**WORK INSTRUCTION**
Wherever "paragraphs" shows up in the records below, copy the whole line.

**Stored data**
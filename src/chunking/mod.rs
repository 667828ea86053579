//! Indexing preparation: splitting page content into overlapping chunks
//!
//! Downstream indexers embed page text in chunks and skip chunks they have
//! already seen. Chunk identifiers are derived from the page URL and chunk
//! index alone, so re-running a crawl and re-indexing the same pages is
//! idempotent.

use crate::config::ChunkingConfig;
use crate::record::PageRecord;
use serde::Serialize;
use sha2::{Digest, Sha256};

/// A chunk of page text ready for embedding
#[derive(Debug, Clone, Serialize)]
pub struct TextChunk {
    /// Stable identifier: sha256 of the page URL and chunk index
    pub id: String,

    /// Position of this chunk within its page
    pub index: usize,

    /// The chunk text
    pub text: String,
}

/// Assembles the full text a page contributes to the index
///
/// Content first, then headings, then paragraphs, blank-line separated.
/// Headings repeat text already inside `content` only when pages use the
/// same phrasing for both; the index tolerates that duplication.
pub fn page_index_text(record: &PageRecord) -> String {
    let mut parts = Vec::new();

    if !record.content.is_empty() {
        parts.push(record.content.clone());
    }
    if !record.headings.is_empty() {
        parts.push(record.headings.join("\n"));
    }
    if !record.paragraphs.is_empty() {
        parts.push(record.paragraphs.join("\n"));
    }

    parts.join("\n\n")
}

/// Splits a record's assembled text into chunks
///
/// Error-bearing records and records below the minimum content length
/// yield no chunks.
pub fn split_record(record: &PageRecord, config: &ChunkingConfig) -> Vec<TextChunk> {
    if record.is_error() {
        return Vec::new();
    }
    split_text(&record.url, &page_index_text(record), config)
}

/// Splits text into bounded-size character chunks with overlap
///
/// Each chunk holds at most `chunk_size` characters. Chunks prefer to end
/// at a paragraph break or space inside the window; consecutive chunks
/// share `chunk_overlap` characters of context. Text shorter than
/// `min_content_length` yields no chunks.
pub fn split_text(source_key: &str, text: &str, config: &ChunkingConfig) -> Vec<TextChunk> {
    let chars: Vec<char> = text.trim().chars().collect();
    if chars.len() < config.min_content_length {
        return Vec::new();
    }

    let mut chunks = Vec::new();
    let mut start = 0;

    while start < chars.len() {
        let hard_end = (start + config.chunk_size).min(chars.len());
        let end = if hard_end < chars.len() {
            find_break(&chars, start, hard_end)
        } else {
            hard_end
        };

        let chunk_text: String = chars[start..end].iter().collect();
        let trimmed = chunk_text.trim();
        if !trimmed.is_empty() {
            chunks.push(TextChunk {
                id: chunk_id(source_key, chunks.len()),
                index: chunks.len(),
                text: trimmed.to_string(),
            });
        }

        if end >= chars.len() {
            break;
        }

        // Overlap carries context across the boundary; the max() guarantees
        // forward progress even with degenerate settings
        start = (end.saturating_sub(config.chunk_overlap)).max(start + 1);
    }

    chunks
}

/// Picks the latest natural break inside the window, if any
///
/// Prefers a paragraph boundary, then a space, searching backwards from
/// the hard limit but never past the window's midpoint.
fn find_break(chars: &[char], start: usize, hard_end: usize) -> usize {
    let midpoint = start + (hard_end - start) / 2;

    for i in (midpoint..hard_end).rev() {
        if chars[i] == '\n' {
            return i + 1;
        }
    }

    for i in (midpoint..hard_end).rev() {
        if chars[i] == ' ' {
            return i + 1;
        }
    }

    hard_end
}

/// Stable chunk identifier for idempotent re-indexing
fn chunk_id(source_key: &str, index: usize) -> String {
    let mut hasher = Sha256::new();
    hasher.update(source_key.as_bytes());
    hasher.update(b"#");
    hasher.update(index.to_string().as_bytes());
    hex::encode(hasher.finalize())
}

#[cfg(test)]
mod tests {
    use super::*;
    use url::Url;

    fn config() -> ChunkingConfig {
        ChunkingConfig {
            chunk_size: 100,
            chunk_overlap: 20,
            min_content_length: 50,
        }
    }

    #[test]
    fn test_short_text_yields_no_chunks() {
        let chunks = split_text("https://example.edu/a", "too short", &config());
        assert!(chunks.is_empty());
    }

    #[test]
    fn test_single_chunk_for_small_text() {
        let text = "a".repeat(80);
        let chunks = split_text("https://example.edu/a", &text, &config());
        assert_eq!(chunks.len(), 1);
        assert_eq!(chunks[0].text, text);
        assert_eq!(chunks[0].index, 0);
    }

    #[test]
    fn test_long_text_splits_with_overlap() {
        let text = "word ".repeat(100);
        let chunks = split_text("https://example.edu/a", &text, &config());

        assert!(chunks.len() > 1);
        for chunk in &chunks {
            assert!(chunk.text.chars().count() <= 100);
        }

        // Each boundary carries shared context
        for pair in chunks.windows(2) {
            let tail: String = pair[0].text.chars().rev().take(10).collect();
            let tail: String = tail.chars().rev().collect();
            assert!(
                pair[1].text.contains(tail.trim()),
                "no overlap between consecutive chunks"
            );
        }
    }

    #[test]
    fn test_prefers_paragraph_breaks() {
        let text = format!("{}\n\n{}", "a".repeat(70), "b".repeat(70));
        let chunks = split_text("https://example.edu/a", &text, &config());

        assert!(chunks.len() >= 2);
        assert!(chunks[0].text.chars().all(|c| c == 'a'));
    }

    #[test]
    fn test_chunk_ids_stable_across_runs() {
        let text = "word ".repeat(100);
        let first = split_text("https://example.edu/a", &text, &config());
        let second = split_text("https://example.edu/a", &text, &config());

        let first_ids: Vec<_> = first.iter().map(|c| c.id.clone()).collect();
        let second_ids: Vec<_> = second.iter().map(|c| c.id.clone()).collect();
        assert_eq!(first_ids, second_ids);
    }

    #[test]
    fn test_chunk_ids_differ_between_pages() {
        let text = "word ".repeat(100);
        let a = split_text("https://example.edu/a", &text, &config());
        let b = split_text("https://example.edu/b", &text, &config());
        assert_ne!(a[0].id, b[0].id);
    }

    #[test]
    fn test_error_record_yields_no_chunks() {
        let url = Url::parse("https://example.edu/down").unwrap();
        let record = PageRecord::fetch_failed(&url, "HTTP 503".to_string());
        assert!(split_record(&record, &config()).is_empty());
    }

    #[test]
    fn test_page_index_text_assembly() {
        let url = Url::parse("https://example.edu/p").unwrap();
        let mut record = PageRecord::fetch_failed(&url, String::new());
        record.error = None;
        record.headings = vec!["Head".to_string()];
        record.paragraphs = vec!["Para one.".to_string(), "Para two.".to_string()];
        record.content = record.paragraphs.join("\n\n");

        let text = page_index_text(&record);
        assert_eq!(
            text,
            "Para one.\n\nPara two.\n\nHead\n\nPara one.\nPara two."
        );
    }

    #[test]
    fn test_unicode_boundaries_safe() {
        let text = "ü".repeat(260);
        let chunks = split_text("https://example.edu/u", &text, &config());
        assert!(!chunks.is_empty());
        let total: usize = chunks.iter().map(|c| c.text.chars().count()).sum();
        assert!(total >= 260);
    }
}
...
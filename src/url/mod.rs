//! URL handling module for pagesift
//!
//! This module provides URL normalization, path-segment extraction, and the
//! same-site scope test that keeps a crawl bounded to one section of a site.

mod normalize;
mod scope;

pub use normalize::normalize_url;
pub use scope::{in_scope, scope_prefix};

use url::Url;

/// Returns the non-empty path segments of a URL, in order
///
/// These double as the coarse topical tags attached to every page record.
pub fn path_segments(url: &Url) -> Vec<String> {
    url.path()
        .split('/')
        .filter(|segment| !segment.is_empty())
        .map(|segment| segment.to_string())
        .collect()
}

**SOLUTION**
/// Content first, then headings, then paragraphs, blank-line separated.
    if !record.paragraphs.is_empty() {
        parts.push(record.paragraphs.join("\n"));
        record.paragraphs = vec!["Para one.".to_string(), "Para two.".to_string()];
        record.content = record.paragraphs.join("\n\n");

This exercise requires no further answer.